Typically baroque: the tasty, the seductive and the demonic on a marble stage.

(Photo: Fred Debrock)

A certain ostentation is not alien to the evening, but it fits the theme; when the four “full-figured” amateur players present their bodies self-confidently, the opulence, the “fat-friendliness”, as the program says, is a gesture of the magnificent. The term is ubiquitous, representing just one of countless synonyms for the crude, banal word “thick.” The five pros don’t miss out on all of this. When Ann Göbel hypocritically asks her lay partner whether she should call a doctor, when Jing Xiang bangs her mouth until it bleeds and performs a horrifying “Blood Litany” from Dracula to Tarantino, or when William Cooper emotionally sings “Blue Velvet” – then these are precious little interludes in an evening that forms a clear humane message without neglecting contradictions.
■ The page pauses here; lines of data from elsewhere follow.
/// Bounded, idempotent termination of a supervised process group.
///
/// SIGTERM to the whole group, a short grace period, then SIGKILL to the
/// whole group and a bounded wait for it to empty. If group signaling fails
/// outright, the launched child is signaled directly instead. A group that
/// is already empty is a success, so calling this twice is harmless.
use crate::config::TerminationConfig;
use nix::errno::Errno;
use nix::sys::signal::{self, Signal};
use nix::unistd::Pid;
use serde::Serialize;
use std::time::Duration;
use tokio::process::Child;
use tokio::time::Instant;

const POLL: Duration = Duration::from_millis(25);

/// How the process group ended up empty.
#[derive(Debug, Clone, Copy, PartialEq, Eq, Serialize)]
#[serde(rename_all = "snake_case")]
pub enum TerminationOutcome {
    /// Nothing was running; no signal was needed.
    AlreadyGone,
    /// The group exited within the grace period after SIGTERM.
    Graceful,
    /// The group needed SIGKILL.
    Killed,
    /// Group signaling failed; the launched child was killed directly.
    HandleOnly,
}

/// Errors from terminating a process group.
#[derive(Debug)]
pub enum TerminationError {
    /// Members of the group were still alive after every escalation step.
    Survived { pgid: i32 },
}

impl std::fmt::Display for TerminationError {
    fn fmt(&self, f: &mut std::fmt::Formatter<'_>) -> std::fmt::Result {
        match self {
            TerminationError::Survived { pgid } => {
                write!(f, "process group {pgid} still alive after SIGKILL")
            }
        }
    }
}

impl std::error::Error for TerminationError {}

pub struct Enforcer {
    grace_period: Duration,
    kill_wait: Duration,
    handle_kill_wait: Duration,
}

impl Enforcer {
    pub fn new(config: &TerminationConfig) -> Self {
        Self {
            grace_period: Duration::from_millis(config.grace_period_ms),
            kill_wait: Duration::from_millis(config.kill_wait_ms),
            handle_kill_wait: Duration::from_millis(config.handle_kill_wait_ms),
        }
    }

    /// Terminate every process in group `pgid`.
    ///
    /// `handle` is the originally launched child (the group leader). It is
    /// reaped while waiting so a zombie leader does not keep the group
    /// looking alive, and it is the fallback target if group signals fail.
    pub async fn terminate(
        &self,
        pgid: i32,
        mut handle: Option<&mut Child>,
    ) -> Result<TerminationOutcome, TerminationError> {
        if !group_alive(pgid, &mut handle) {
            tracing::debug!(pgid, "process group already empty");
            return Ok(TerminationOutcome::AlreadyGone);
        }

        tracing::info!(pgid, "sending SIGTERM to process group");
        match signal_group(pgid, Signal::SIGTERM) {
            Ok(()) => {}
            Err(Errno::ESRCH) => return Ok(TerminationOutcome::AlreadyGone),
            Err(e) => tracing::warn!(pgid, error = %e, "SIGTERM to process group failed"),
        }

        if self.wait_empty(pgid, &mut handle, self.grace_period).await {
            tracing::info!(pgid, "process group exited after SIGTERM");
            return Ok(TerminationOutcome::Graceful);
        }

        tracing::warn!(pgid, "process group survived SIGTERM, sending SIGKILL");
        match signal_group(pgid, Signal::SIGKILL) {
            Ok(()) => {
                if self.wait_empty(pgid, &mut handle, self.kill_wait).await {
                    return Ok(TerminationOutcome::Killed);
                }
                tracing::warn!(pgid, "process group still alive after SIGKILL");
            }
            Err(Errno::ESRCH) => return Ok(TerminationOutcome::Graceful),
            Err(e) => tracing::warn!(pgid, error = %e, "SIGKILL to process group failed"),
        }

        self.kill_handle(pgid, handle).await
    }

    /// Last resort: signal the launched child on its own.
    async fn kill_handle(
        &self,
        pgid: i32,
        handle: Option<&mut Child>,
    ) -> Result<TerminationOutcome, TerminationError> {
        let Some(child) = handle else {
            return Err(TerminationError::Survived { pgid });
        };

        if let Some(pid) = child.id() {
            tracing::warn!(pid, "falling back to signaling the launched process directly");
            let _ = signal::kill(Pid::from_raw(pid as i32), Signal::SIGTERM);
            if wait_child(child, self.handle_kill_wait).await {
                return Ok(TerminationOutcome::HandleOnly);
            }
            if let Err(e) = child.start_kill() {
                tracing::warn!(pid, error = %e, "failed to kill launched process");
            }
            if !wait_child(child, self.handle_kill_wait).await {
                return Err(TerminationError::Survived { pgid });
            }
        }

        let mut handle = Some(child);
        if group_alive(pgid, &mut handle) {
            tracing::warn!(pgid, "launched process reaped but group members remain");
            return Err(TerminationError::Survived { pgid });
        }
        Ok(TerminationOutcome::HandleOnly)
    }

    async fn wait_empty(
        &self,
        pgid: i32,
        handle: &mut Option<&mut Child>,
        limit: Duration,
    ) -> bool {
        let deadline = Instant::now() + limit;
        loop {
            if !group_alive(pgid, handle) {
                return true;
            }
            if Instant::now() >= deadline {
                return false;
            }
            tokio::time::sleep(POLL).await;
        }
    }
}

fn signal_group(pgid: i32, sig: Signal) -> Result<(), Errno> {
    signal::killpg(Pid::from_raw(pgid), sig)
}

/// Whether any non-zombie member of group `pgid` remains.
fn group_alive(pgid: i32, handle: &mut Option<&mut Child>) -> bool {
    if let Some(child) = handle.as_deref_mut() {
        // Reap the leader if it has exited.
        let _ = child.try_wait();
    }
    match live_members(pgid) {
        Some(n) => n > 0,
        None => !matches!(signal::killpg(Pid::from_raw(pgid), None), Err(Errno::ESRCH)),
    }
}

/// Count group members that are not zombies. `None` if `/proc` is unusable.
#[cfg(target_os = "linux")]
fn live_members(pgid: i32) -> Option<usize> {
    let all = procfs::process::all_processes().ok()?;
    let count = all
        .flatten()
        .filter_map(|p| p.stat().ok())
        .filter(|stat| stat.pgrp == pgid && !matches!(stat.state, 'Z' | 'X' | 'x'))
        .count();
    Some(count)
}

#[cfg(not(target_os = "linux"))]
fn live_members(_pgid: i32) -> Option<usize> {
    None
}

async fn wait_child(child: &mut Child, limit: Duration) -> bool {
    matches!(tokio::time::timeout(limit, child.wait()).await, Ok(Ok(_)))
}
The diversity of the Bochum ensemble has often been recognized. There is trouble here too. Before the contract extension of the director Johan Simons (until 2026) an anonymous letter caused a stir, which allegedly came from the middle of the ensemble and polemicized violently against this very extension. Simons makes theater “for the arts pages,” it said, and he was “never there.” Dissatisfied people like there are in every theater? Or is there more to it? The “Baroque” premiere was not sold out. Normally, the pandemic is currently blamed for this.